Paste, edit, and re-yank its register. For example, hitting "qq" will record
to register "q". If you want to edit it, you can do _"qp_ , make your changes,
then visually select it and do _"qy_.

\- _How to access prior contents in the clipboard:_

Use registers 0 - 9. For example, _"0p_ will paste whatever was in the
clipboard register _before_ you yanked whatever's in there now.

BONUS ROUND:

\- _In command mode, how to insert the word currently under the cursor:_

    
    
      ^r^w
    

(That's Ctrl-r, Ctrl-w)

\- _Insert a register's_ literal _contents:_ For example, if you have a _^m_
(newline) character in the _a_ register, but you want to input the _^m_
character instead of an actual newline while in insert mode:

    
    
      ^r^ra
    

\- _Insert the full path of the filename currently under the cursor:_

    
    
      ^r^f
    

(This only works if it's in your 'path' variable, like with _gf_.)

------
Pewpewarrows
The two "advanced" topics that I've never bothered to learn, despite my years
of using vim, are registers and buffers. Thanks to the answers on SO and the
comments here, I think I have a pretty good grasp of registers (the being able
to paste yanked text after a delete would have saved me so much god-damn
time).

So all that leaves is buffers.
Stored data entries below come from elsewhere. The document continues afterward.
//! Local editing state: the student's working copy plus sync flags.
//!
//! The engine task owns one `LocalState` exclusively; every mutation and
//! every remote snapshot lands here before anything else happens. Edits are
//! visible to callers immediately — persistence is deferred, confirmation
//! (`saved`) arrives later.

use classtrack_types::{Identity, StudentRecord};

/// Persist-cycle flags surfaced to the caller.
#[derive(Clone, Copy, Debug, Default, PartialEq, Eq)]
pub struct SyncState {
    /// A persist is in flight right now.
    pub saving: bool,
    /// The last persist succeeded; cleared after [`crate::SAVED_FLASH`].
    pub saved: bool,
}

/// What applying a remote snapshot did to the working copy.
#[derive(Clone, Copy, Debug, Default, PartialEq, Eq)]
pub struct SnapshotOutcome {
    /// A persist-triggering field actually changed. Echoes of our own
    /// writes come back with all triggering fields equal, so this stays
    /// false for them and the debounce timer is left alone.
    pub triggering_change: bool,
    /// The live reading tracker was structurally different and got
    /// replaced.
    pub tracker_replaced: bool,
}

/// The student's working copy and its sync flags.
#[derive(Debug)]
pub struct LocalState {
    record: StudentRecord,
    sync: SyncState,
}

impl LocalState {
    /// Fresh state seeded from the session identity. Remote data, if any,
    /// arrives through the first watch snapshot.
    pub fn new(identity: &Identity) -> Self {
        Self {
            record: StudentRecord::new(identity.display_name.clone(), identity.email.clone()),
            sync: SyncState::default(),
        }
    }

    pub fn record(&self) -> &StudentRecord {
        &self.record
    }

    /// Mutable access for local edits. The engine touches the debounce
    /// timer after every call that goes through here.
    pub fn record_mut(&mut self) -> &mut StudentRecord {
        &mut self.record
    }

    pub fn sync(&self) -> SyncState {
        self.sync
    }

    pub fn set_saving(&mut self, saving: bool) {
        self.sync.saving = saving;
    }

    pub fn set_saved(&mut self, saved: bool) {
        self.sync.saved = saved;
    }

    /// Adopt a remote snapshot (last-writer-wins, remote is authority) and
    /// report what changed.
    ///
    /// The triggering set mirrors the autosave inputs: goals, standalone
    /// scores, the current book, the live tracker, weekly grades, and goal
    /// progress. Name, email, `last_updated`, and the frozen reading log
    /// are adopted silently — the persist path rewrites `last_updated` and
    /// the log on every save, so counting them as changes would make each
    /// persist schedule the next one forever.
    pub fn apply_remote(&mut self, remote: StudentRecord) -> SnapshotOutcome {
        let local = &self.record;
        let tracker_replaced = remote.reading_tracker != local.reading_tracker;
        let triggering_change = tracker_replaced
            || remote.language_goal != local.language_goal
            || remote.math_goal != local.math_goal
            || remote.personal_goal != local.personal_goal
            || remote.njsla_lang_score != local.njsla_lang_score
            || remote.njsla_math_score != local.njsla_math_score
            || remote.benchmark_a != local.benchmark_a
            || remote.benchmark_b != local.benchmark_b
            || remote.benchmark_c != local.benchmark_c
            || remote.current_book != local.current_book
            || remote.weekly_grades != local.weekly_grades
            || remote.goal_progress != local.goal_progress;

        self.record = remote;
        SnapshotOutcome { triggering_change, tracker_replaced }
    }
}

// ============================================================================
// Tests
// ============================================================================

#[cfg(test)]
mod tests {
    use super::*;
    use classtrack_types::{GoalCategory, Weekday};
    use chrono::Utc;

    fn state() -> LocalState {
        LocalState::new(&Identity::new("s-1", "Ada", "ada@example.edu"))
    }

    #[test]
    fn test_new_state_carries_identity() {
        let s = state();
        assert_eq!(s.record().name, "Ada");
        assert_eq!(s.record().email, "ada@example.edu");
        assert_eq!(s.sync(), SyncState::default());
    }

    #[test]
    fn test_echo_snapshot_is_not_triggering() {
        let mut s = state();
        s.record_mut().set_goal(GoalCategory::Math, "Master fractions");

        // What comes back from our own persist: same triggering fields,
        // fresh timestamp and rewritten log.
        let mut echo = s.record().clone();
        echo.last_updated = Some(Utc::now());
        echo.reading_logs
            .insert(classtrack_types::PeriodKey::week(3), echo.reading_tracker.clone());

        let outcome = s.apply_remote(echo);
        assert!(!outcome.triggering_change);
        assert!(!outcome.tracker_replaced);
        // The silent fields were still adopted.
        assert!(s.record().last_updated.is_some());
        assert!(!s.record().reading_logs.is_empty());
    }

    #[test]
    fn test_goal_change_is_triggering() {
        let mut s = state();
        let mut remote = s.record().clone();
        remote.set_goal(GoalCategory::Language, "Read two novels");

        let outcome = s.apply_remote(remote);
        assert!(outcome.triggering_change);
        assert!(!outcome.tracker_replaced);
        assert_eq!(s.record().goal(GoalCategory::Language), "Read two novels");
    }

    #[test]
    fn test_tracker_change_is_triggering_and_replaces() {
        let mut s = state();
        let mut remote = s.record().clone();
        remote.toggle_reading_day(Weekday::Tuesday);

        let outcome = s.apply_remote(remote);
        assert!(outcome.triggering_change);
        assert!(outcome.tracker_replaced);
        assert!(s.record().reading_tracker.get(Weekday::Tuesday));
    }

    #[test]
    fn test_name_change_adopted_silently() {
        let mut s = state();
        let mut remote = s.record().clone();
        remote.name = "Ada L.".into();

        let outcome = s.apply_remote(remote);
        assert!(!outcome.triggering_change);
        assert_eq!(s.record().name, "Ada L.");
    }
}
I've traditionally been using tabs and splits
for all my editing multitasking, with NERDTree and Command-T to open new files
quickly. Is there anything to be gained from me learning/using buffers at this
point? I don't know what benefits they offer, and I've never had any problems
with my current tab & split setup.

Any buffer evangelists out there that care to chime in?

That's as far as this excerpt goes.